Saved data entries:

§ §

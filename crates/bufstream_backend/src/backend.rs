//! Backend trait definition.

use crate::error::BackendResult;
use std::io::{IoSlice, IoSliceMut, SeekFrom};

/// An unbuffered I/O source underneath a buffered stream.
///
/// Backends are **raw byte channels**. They move bytes between memory and
/// the underlying resource exactly as asked and never buffer on their own;
/// all buffering policy lives in the stream layer above.
///
/// # Invariants
///
/// - `readv` returning `Ok(0)` for a non-empty request means end of input
/// - `writev` may accept fewer bytes than offered without that being an error
/// - `seek` returns the new absolute position
/// - `close` releases the resource exactly once; afterwards every operation
///   fails with [`crate::BackendError::Closed`]
///
/// # Implementors
///
/// - [`super::FdBackend`] - OS file descriptors
/// - [`super::MemoryBackend`] - Shared in-memory bytes
pub trait Backend: Send + std::fmt::Debug {
    /// Releases the underlying resource.
    ///
    /// # Errors
    ///
    /// Returns an error if the resource was already closed or if releasing
    /// it fails.
    fn close(&mut self) -> BackendResult<()>;

    /// Scatter read: fills `bufs` in order and returns the number of bytes
    /// read.
    ///
    /// # Errors
    ///
    /// Returns an error if the underlying read fails.
    fn readv(&mut self, bufs: &mut [IoSliceMut<'_>]) -> BackendResult<usize>;

    /// Gather write: writes `bufs` in order and returns the number of bytes
    /// accepted, which may be less than the total offered.
    ///
    /// # Errors
    ///
    /// Returns an error if the underlying write fails.
    fn writev(&mut self, bufs: &[IoSlice<'_>]) -> BackendResult<usize>;

    /// Repositions the backend relative to the start, current position or
    /// end.
    ///
    /// # Errors
    ///
    /// Returns an error if the resource is not seekable or the resulting
    /// position is invalid.
    fn seek(&mut self, pos: SeekFrom) -> BackendResult<u64>;
}

impl<B: Backend + ?Sized> Backend for Box<B> {
    fn close(&mut self) -> BackendResult<()> {
        (**self).close()
    }

    fn readv(&mut self, bufs: &mut [IoSliceMut<'_>]) -> BackendResult<usize> {
        (**self).readv(bufs)
    }

    fn writev(&mut self, bufs: &[IoSlice<'_>]) -> BackendResult<usize> {
        (**self).writev(bufs)
    }

    fn seek(&mut self, pos: SeekFrom) -> BackendResult<u64> {
        (**self).seek(pos)
    }
}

§ §

■ **WHAT THE TASK ASKS**: Your answer must be an exact transcription of the lines from the one containing "or if releasing" through the last line of the records above, and nothing else.

■ **SOLUTION**:
    /// Returns an error if the resource was already closed or if releasing
    /// it fails.
    fn close(&mut self) -> BackendResult<()>;

    /// Scatter read: fills `bufs` in order and returns the number of bytes
    /// read.
    ///
    /// # Errors
    ///
    /// Returns an error if the underlying read fails.
    fn readv(&mut self, bufs: &mut [IoSliceMut<'_>]) -> BackendResult<usize>;

    /// Gather write: writes `bufs` in order and returns the number of bytes
    /// accepted, which may be less than the total offered.
    ///
    /// # Errors
    ///
    /// Returns an error if the underlying write fails.
    fn writev(&mut self, bufs: &[IoSlice<'_>]) -> BackendResult<usize>;

    /// Repositions the backend relative to the start, current position or
    /// end.
    ///
    /// # Errors
    ///
    /// Returns an error if the resource is not seekable or the resulting
    /// position is invalid.
    fn seek(&mut self, pos: SeekFrom) -> BackendResult<u64>;
}

impl<B: Backend + ?Sized> Backend for Box<B> {
    fn close(&mut self) -> BackendResult<()> {
        (**self).close()
    }

    fn readv(&mut self, bufs: &mut [IoSliceMut<'_>]) -> BackendResult<usize> {
        (**self).readv(bufs)
    }

    fn writev(&mut self, bufs: &[IoSlice<'_>]) -> BackendResult<usize> {
        (**self).writev(bufs)
    }

    fn seek(&mut self, pos: SeekFrom) -> BackendResult<u64> {
        (**self).seek(pos)
    }
}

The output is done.